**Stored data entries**
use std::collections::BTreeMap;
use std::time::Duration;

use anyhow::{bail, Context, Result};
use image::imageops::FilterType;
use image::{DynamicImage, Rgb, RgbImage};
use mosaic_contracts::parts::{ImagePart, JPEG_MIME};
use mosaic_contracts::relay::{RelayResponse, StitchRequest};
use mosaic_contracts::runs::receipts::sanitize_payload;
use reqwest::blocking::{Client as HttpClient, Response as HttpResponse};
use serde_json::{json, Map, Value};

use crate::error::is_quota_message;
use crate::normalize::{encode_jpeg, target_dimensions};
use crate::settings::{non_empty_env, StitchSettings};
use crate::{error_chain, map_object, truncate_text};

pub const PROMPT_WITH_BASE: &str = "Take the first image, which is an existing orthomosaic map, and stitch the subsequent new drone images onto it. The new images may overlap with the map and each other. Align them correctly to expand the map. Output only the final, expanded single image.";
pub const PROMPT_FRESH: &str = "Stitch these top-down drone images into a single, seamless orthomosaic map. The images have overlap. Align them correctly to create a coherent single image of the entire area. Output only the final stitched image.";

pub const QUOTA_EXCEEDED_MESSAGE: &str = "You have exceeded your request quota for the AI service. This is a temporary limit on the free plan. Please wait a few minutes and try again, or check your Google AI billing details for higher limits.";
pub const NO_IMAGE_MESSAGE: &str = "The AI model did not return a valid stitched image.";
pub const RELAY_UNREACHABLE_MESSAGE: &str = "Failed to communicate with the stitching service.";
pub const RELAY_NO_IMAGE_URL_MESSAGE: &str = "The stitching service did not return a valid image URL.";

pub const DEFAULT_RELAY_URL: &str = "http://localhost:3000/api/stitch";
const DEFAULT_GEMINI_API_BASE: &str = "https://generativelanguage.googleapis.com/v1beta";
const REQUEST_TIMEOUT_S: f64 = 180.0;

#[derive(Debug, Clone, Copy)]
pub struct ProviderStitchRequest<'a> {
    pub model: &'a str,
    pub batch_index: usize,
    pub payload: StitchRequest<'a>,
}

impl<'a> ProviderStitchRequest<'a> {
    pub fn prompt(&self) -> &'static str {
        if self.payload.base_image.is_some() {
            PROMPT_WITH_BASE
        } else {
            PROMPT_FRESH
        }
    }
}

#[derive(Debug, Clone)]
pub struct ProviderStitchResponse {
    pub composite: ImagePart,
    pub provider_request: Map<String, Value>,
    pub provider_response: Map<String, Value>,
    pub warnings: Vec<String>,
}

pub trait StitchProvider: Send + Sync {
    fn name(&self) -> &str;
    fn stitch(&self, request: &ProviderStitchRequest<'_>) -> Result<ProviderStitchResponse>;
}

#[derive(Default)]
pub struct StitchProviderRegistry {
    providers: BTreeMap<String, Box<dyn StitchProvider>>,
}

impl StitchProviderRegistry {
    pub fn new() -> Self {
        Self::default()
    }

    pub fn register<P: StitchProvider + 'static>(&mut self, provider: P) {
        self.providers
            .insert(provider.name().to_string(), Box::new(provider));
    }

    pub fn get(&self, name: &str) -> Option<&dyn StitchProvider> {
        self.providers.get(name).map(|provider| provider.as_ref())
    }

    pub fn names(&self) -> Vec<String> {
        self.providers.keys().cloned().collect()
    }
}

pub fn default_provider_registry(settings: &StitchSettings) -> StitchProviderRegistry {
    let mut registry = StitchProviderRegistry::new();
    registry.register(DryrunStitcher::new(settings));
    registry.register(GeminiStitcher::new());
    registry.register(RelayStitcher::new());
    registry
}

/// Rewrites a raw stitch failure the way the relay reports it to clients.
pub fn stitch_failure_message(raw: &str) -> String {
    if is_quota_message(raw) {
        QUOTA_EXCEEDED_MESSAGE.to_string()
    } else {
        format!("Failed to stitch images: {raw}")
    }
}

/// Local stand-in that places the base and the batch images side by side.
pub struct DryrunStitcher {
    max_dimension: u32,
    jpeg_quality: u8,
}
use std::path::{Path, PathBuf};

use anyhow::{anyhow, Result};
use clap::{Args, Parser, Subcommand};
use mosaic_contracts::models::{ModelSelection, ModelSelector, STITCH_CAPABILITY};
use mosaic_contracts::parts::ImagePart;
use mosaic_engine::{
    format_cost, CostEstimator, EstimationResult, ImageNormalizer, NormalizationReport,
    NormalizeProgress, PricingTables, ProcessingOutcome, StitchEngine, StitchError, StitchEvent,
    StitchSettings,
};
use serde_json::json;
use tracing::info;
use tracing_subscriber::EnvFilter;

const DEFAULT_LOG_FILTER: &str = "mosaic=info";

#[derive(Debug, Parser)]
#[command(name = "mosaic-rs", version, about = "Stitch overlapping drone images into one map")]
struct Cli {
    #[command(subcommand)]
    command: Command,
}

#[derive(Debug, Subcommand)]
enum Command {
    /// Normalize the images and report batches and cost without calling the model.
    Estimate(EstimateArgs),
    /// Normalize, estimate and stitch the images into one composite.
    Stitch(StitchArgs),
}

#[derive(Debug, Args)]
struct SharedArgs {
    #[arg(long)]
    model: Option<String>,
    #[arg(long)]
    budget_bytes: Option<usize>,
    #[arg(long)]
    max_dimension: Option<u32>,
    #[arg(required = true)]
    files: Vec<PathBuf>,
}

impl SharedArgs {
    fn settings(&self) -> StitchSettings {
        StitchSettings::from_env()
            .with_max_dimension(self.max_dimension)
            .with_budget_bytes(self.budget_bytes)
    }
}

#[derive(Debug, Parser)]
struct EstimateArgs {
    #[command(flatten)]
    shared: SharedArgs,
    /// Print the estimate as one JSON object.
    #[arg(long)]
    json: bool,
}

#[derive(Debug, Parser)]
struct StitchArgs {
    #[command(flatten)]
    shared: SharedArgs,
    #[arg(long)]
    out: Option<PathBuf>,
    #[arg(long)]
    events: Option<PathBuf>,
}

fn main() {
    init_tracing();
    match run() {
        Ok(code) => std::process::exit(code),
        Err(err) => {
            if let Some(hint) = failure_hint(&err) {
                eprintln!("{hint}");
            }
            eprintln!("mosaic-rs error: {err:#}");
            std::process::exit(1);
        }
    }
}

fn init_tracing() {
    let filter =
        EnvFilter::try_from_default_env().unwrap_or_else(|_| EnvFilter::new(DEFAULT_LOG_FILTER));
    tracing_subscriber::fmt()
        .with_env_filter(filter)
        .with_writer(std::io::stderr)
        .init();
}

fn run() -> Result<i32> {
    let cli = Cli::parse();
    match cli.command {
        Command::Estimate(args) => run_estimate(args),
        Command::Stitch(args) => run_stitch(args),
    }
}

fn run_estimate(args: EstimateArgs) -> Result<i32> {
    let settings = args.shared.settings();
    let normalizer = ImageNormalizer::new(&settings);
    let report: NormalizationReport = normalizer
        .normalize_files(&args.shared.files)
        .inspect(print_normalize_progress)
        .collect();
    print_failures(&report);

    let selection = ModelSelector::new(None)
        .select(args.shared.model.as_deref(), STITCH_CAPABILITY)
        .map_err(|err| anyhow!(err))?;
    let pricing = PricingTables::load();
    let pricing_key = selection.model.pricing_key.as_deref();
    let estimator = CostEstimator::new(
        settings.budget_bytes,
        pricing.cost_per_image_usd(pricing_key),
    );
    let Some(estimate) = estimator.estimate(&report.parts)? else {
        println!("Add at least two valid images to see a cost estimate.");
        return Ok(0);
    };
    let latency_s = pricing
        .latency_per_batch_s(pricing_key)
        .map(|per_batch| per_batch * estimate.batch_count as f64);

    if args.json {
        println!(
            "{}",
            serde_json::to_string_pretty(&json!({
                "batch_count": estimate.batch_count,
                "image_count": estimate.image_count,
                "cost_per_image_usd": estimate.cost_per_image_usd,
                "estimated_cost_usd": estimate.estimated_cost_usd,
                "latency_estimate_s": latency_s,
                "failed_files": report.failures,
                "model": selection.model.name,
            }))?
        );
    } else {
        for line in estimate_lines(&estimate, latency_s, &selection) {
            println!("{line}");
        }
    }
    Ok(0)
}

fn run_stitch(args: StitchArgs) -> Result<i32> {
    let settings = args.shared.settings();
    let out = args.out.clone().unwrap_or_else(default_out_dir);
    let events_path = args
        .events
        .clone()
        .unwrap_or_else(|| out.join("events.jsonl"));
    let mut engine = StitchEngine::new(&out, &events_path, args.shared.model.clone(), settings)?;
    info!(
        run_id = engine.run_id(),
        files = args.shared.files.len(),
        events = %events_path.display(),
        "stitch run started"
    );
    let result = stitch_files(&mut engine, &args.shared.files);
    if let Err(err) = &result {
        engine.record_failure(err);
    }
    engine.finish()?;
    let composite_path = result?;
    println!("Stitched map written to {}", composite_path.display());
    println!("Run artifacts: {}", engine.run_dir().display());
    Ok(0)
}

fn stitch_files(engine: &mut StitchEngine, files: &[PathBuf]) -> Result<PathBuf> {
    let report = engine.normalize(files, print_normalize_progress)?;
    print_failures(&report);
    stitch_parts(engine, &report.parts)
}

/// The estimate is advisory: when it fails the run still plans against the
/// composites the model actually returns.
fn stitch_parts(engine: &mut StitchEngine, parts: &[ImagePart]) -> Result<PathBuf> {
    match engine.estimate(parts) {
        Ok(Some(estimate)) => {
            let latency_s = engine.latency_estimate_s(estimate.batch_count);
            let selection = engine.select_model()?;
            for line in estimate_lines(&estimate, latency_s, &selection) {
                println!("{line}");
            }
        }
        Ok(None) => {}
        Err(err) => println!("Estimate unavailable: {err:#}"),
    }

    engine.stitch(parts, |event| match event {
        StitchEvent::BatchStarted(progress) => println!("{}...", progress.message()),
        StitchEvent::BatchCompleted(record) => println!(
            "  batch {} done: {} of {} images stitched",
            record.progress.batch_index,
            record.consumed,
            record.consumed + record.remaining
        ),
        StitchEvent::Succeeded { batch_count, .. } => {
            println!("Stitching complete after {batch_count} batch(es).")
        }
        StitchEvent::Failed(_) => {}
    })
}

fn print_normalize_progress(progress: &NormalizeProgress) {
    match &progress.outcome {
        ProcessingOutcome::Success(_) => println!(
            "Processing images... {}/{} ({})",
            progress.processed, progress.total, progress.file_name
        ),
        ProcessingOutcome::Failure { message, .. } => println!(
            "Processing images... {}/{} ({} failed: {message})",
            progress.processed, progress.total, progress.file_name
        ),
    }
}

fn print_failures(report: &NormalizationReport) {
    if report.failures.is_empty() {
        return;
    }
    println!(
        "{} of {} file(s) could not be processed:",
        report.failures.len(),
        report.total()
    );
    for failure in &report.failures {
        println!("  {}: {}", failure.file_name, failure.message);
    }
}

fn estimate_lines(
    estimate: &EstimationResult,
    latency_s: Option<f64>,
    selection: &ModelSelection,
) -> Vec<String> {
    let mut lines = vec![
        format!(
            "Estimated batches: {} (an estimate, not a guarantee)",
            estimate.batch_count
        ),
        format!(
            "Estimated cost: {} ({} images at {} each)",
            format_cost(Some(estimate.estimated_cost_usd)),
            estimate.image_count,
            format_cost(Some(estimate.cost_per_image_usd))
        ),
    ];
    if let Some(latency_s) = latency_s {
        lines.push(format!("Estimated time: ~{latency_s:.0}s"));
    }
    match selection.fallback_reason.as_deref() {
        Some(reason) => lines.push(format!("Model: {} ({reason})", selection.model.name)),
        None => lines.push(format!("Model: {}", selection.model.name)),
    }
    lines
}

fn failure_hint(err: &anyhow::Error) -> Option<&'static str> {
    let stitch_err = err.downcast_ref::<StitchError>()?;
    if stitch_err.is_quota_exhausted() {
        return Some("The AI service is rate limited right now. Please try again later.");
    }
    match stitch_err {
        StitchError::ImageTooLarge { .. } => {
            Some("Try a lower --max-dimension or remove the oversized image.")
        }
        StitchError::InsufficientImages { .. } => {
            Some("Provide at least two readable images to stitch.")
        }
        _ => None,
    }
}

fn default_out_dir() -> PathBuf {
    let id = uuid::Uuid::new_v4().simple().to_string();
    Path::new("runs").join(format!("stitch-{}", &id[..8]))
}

**ASSIGNED TASK**
Answer with one number, namely the count of lines in the entries that include the word "info".

**OUTPUT**
3